Operating income1 for the first quarter of 2012 was $136 million, or $1.07 per diluted common share, compared with an operating loss of $399 million, or $3.52 per diluted common share, for the first quarter of 2011.

First Quarter Highlights(2)

* Gross premiums written decreased 2% to $1.5 billion;

* Net premiums earned increased 7% to $846 million;

* Combined ratio of 94.8%, compared to 161.3% for the same period last year;

* No significant catastrophe losses during the first quarter of 2012 and no material change in our aggregate estimate for losses related to 2011 calendar year natural catastrophe events;

* Net favorable prior year reserve development of $45 million, pre-tax, benefiting the combined ratio by 5.4 points, compared with $50 million in the prior year quarter, benefiting the combined ratio by 6.3 points;

* Net investment income of $116 million, an increase of 5% and 13% from the first and fourth quarters of 2011, respectively;

* Total return on cash and investments of 2.1% (pre-tax), compared to 0.9% for the same period last year;

* Net cash flows from operations of $176 million;

* Operating income of $136 million, representing an annualized operating return on average common equity of 10.8%;

* Share repurchases totaled $48 million in the quarter;

* Issuance of $400 million of 6.875% Series C preferred shares, in conjunction with notice of redemption for $150 million of 7.25% Series A and a tender for 7.5% Series B, which resulted in a $246 million Series B repurchase on April 10, 2012; and

* Diluted book value per common share of $39.53 at March 31, 2012, an increase of 4% during the quarter and 11% from March 31, 2011.
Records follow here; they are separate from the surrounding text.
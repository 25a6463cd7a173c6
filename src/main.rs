//McSplit
//Copyright (C) 2022-2023 A. Dubray
//
//This program is free software: you can redistribute it and/or modify
//it under the terms of the GNU Affero General Public License as published by
//the Free Software Foundation, either version 3 of the License, or
//(at your option) any later version.
//
//This program is distributed in the hope that it will be useful,
//but WITHOUT ANY WARRANTY; without even the implied warranty of
//MERCHANTABILITY or FITNESS FOR A PARTICULAR PURPOSE.  See the
//GNU Affero General Public License for more details.
//
//You should have received a copy of the GNU Affero General Public License
//along with this program.  If not, see <http://www.gnu.org/licenses/>.

use std::path::PathBuf;
use std::process::exit;
use std::time::Instant;

use clap::Parser;

use mcsplit::parsers::read_graph;
use mcsplit::{solve, Config, Graph, GraphFormat, Heuristic};

#[derive(Parser)]
#[clap(name = "mcsplit", version, author, about = "Maximum common induced subgraph over k graphs")]
struct Args {
    /// The input graph files, between 2 and 10 of them
    #[clap(num_args = 2..=10, required = true, value_parser)]
    graphs: Vec<PathBuf>,
    /// Format of the input files
    #[clap(short, long, value_enum, default_value_t = GraphFormat::Binary)]
    format: GraphFormat,
    /// Restrict the search to connected subgraphs
    #[clap(short, long, action)]
    connected: bool,
    /// Treat the graphs as directed
    #[clap(short, long, action)]
    directed: bool,
    /// Match edge labels across graphs
    #[clap(short, long, action)]
    edge_labelled: bool,
    /// Match vertex labels across graphs
    #[clap(short = 'a', long, action)]
    vertex_labelled: bool,
    /// Search for the largest target size first, then shrink it
    #[clap(short, long, action)]
    big_first: bool,
    /// Domain selection heuristic
    #[clap(long, value_enum, default_value_t = Heuristic::MinMax)]
    heuristic: Heuristic,
    /// Number of threads taking part in the search
    #[clap(short, long, default_value_t = default_threads())]
    threads: usize,
    /// Abort the search after this many seconds, 0 to run to completion
    #[clap(long, default_value_t = 0)]
    timeout: u64,
    /// Collect and print statistics at the end of the search
    #[clap(short, long, action)]
    statistics: bool,
    /// Print a trace line for every search node
    #[clap(short, long, action)]
    verbose: bool,
    /// Suppress progress output
    #[clap(short, long, action)]
    quiet: bool,
}

fn default_threads() -> usize {
    std::thread::available_parallelism()
        .map(|n| n.get())
        .unwrap_or(1)
}

fn main() {
    let args = Args::parse();
    let config = Config {
        connected: args.connected,
        directed: args.directed,
        edge_labelled: args.edge_labelled,
        vertex_labelled: args.vertex_labelled,
        big_first: args.big_first,
        heuristic: args.heuristic,
        threads: args.threads,
        timeout: args.timeout,
        verbose: args.verbose,
        quiet: args.quiet,
        statistics: args.statistics,
    };

    let mut graphs: Vec<Graph> = Vec::with_capacity(args.graphs.len());
    for path in &args.graphs {
        match read_graph(path, args.format, &config) {
            Ok(graph) => graphs.push(graph),
            Err(e) => {
                eprintln!("{}", e);
                exit(1);
            }
        }
    }

    let start = Instant::now();
    let solution = match solve(&graphs, &config) {
        Ok(solution) => solution,
        Err(e) => {
            eprintln!("{}", e);
            exit(1);
        }
    };
    let elapsed = start.elapsed();

    println!("Solution size {}", solution.size());
    println!("{}", solution);
    println!("Nodes:                      {}", solution.node_count());
    println!("CPU time (ms):              {}", elapsed.as_millis());
    if solution.timed_out() {
        println!("TIMEOUT");
    }
    if !solution.is_valid_for(&graphs) {
        eprintln!("Error: invalid solution");
        exit(1);
    }
}
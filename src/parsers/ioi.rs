//McSplit
//Copyright (C) 2022 A. Dubray, L. Dierckx
//
//This program is free software: you can redistribute it and/or modify
//it under the terms of the GNU Affero General Public License as published by
//the Free Software Foundation, either version 3 of the License, or
//(at your option) any later version.
//
//This program is distributed in the hope that it will be useful,
//but WITHOUT ANY WARRANTY; without even the implied warranty of
//MERCHANTABILITY or FITNESS FOR A PARTICULAR PURPOSE.  See the
//GNU Affero General Public License for more details.
//
//You should have received a copy of the GNU Affero General Public License
//along with this program.  If not, see <http://www.gnu.org/licenses/>.

//! This module provides a parser for the IOI text format: a header with the
//! vertex and edge counts, one label per vertex, then one 0-indexed vertex
//! pair per edge.

use std::fs;
use std::path::Path;

use crate::common::Config;
use crate::core::graph::Graph;
use crate::errors::Error;

use super::{check_vertex, next_token};

pub fn graph_from_ioi(path: &Path, config: &Config) -> Result<Graph, Error> {
    let content = fs::read_to_string(path).map_err(|e| Error::io(path, e))?;
    let mut tokens = content.split_whitespace();

    let n: usize = next_token(&mut tokens, path, "the number of vertices")?;
    let m: usize = next_token(&mut tokens, path, "the number of edges")?;
    let mut graph = Graph::new(n);
    for v in 0..n {
        let label: u32 = next_token(&mut tokens, path, "a vertex label")?;
        if config.vertex_labelled {
            graph.or_label(v, label);
        }
    }
    for _ in 0..m {
        let v: usize = next_token(&mut tokens, path, "an edge endpoint")?;
        let w: usize = next_token(&mut tokens, path, "an edge endpoint")?;
        check_vertex(v, n, path)?;
        check_vertex(w, n, path)?;
        graph.add_edge(v, w, config.directed, 1);
    }
    Ok(graph)
}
Commenting on the first quarter 2012 financial results, John Charman, Chief Executive Officer and President of AXIS Capital, stated: "AXIS ended the first quarter of 2012 with record diluted book value per common share of $39.53. We produced operating income per diluted share of $1.07 and an annualized operating ROACE of nearly 11%. These results were driven by good underwriting results, illustrated by a combined ratio of 94.8%, coupled with strong performance from the global capital markets.
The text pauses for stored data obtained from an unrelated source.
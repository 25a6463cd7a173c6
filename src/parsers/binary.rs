//McSplit
//Copyright (C) 2022 A. Dubray, L. Dierckx
//
//This program is free software: you can redistribute it and/or modify
//it under the terms of the GNU Affero General Public License as published by
//the Free Software Foundation, either version 3 of the License, or
//(at your option) any later version.
//
//This program is distributed in the hope that it will be useful,
//but WITHOUT ANY WARRANTY; without even the implied warranty of
//MERCHANTABILITY or FITNESS FOR A PARTICULAR PURPOSE.  See the
//GNU Affero General Public License for more details.
//
//You should have received a copy of the GNU Affero General Public License
//along with this program.  If not, see <http://www.gnu.org/licenses/>.

//! This module provides a parser for the 16-bit binary benchmark format: a
//! stream of little-endian words holding the vertex count, one label word
//! per vertex, and one adjacency list per vertex (edge count, then target
//! and edge-label word pairs). Raw labels are compressed so that roughly a
//! third of the vertices share each label value: with m = ⌊n·33/100⌋, the
//! word keeps its top k bits where 2^k is the largest power of two below m
//! (at most 16).

use std::fs;
use std::path::Path;

use crate::common::Config;
use crate::core::graph::Graph;
use crate::errors::Error;

use super::check_vertex;

struct Words<'a> {
    bytes: &'a [u8],
    offset: usize,
    path: &'a Path,
}

impl Words<'_> {
    fn next(&mut self) -> Result<u32, Error> {
        if self.offset + 2 > self.bytes.len() {
            return Err(Error::malformed(self.path, "unexpected end of file"));
        }
        let word = u16::from_le_bytes([self.bytes[self.offset], self.bytes[self.offset + 1]]);
        self.offset += 2;
        Ok(word as u32)
    }
}

fn label_shift(n: usize) -> u32 {
    let m = n * 33 / 100;
    let mut p = 1;
    let mut k1 = 0;
    let mut k2 = 0;
    while p < m && k1 < 16 {
        p *= 2;
        k1 = k2;
        k2 += 1;
    }
    16 - k1
}

pub fn graph_from_binary(path: &Path, config: &Config) -> Result<Graph, Error> {
    let bytes = fs::read(path).map_err(|e| Error::io(path, e))?;
    let mut words = Words {
        bytes: &bytes,
        offset: 0,
        path,
    };

    let n = words.next()? as usize;
    let mut graph = Graph::new(n);
    let shift = label_shift(n);

    for v in 0..n {
        let label = words.next()? >> shift;
        if config.vertex_labelled {
            graph.or_label(v, label);
        }
    }
    for v in 0..n {
        let count = words.next()? as usize;
        for _ in 0..count {
            let target = words.next()? as usize;
            let label = (words.next()? >> shift) + 1;
            check_vertex(target, n, path)?;
            let value = if config.edge_labelled { label } else { 1 };
            graph.add_edge(v, target, config.directed, value);
        }
    }
    Ok(graph)
}

#[cfg(test)]
mod test_binary {
    use super::*;
    use std::io::Write;

    fn write_words(words: &[u16]) -> tempfile::NamedTempFile {
        let mut file = tempfile::NamedTempFile::new().unwrap();
        for word in words {
            file.write_all(&word.to_le_bytes()).unwrap();
        }
        file
    }

    #[test]
    fn parses_a_small_graph() {
        // 2 vertices, zero labels, an edge 0 -> 1 and its mirror
        let file = write_words(&[2, 0, 0, 1, 1, 0, 1, 0, 0]);
        let graph = graph_from_binary(file.path(), &Config::default()).unwrap();
        assert_eq!(2, graph.n());
        assert_eq!(1, graph.adjacency(0, 1));
        assert_eq!(1, graph.adjacency(1, 0));
    }

    #[test]
    fn small_graphs_compress_labels_away() {
        // below m = 1 every label word shifts down to zero
        assert_eq!(16, label_shift(2));
        assert_eq!(0, 0xFFFFu32 >> label_shift(2));
    }

    #[test]
    fn truncated_file_is_rejected() {
        let file = write_words(&[2, 0]);
        assert!(graph_from_binary(file.path(), &Config::default()).is_err());
    }
}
"The exit from the bottom of the property and casualty pricing cycle maintained its steady progress. Pricing continued to firm through the quarter and into April renewals, particularly in catastrophe exposed classes. For lines of business where our global franchise maintains a meaningful participation, this 'cycle change' trend of pricing improvement is now visible in almost every geography and every product line. However, these rate changes are gradual and are not yet sufficient to warrant a dramatic upscaling in our underwriting activity. Recognizing this transitional period for the industry, we remain judicious with our capacity and are totally focused on either preserving or expanding underwriting margin in order to drive value for our shareholders. We are very confident that our major global businesses are well positioned and ready to gain meaningfully when the supply of our capital is more appropriately compensated."

Segment Highlights

Insurance Segment

Our insurance segment reported gross premiums written of $525 million in the quarter, up 23% from the first quarter of 2011. Approximately half of the increase related to our accident & health line, primarily due to the renewal of one reinsurance treaty that was written in the first and second quarters of 2011 and was subsequently grown and entirely written this quarter. The remaining increase largely related to increases in our marine, property and professional lines. Net premiums written and earned increased 31% and 19%, respectively, during the first quarter of 2012. Growth in net premiums written exceeded growth in gross premiums written due to business mix, with a greater proportion of accident & health business for which we did not purchase significant reinsurance. The increase in net premiums earned primarily reflects premium growth over the past year, largely related to initiatives and newer geographies.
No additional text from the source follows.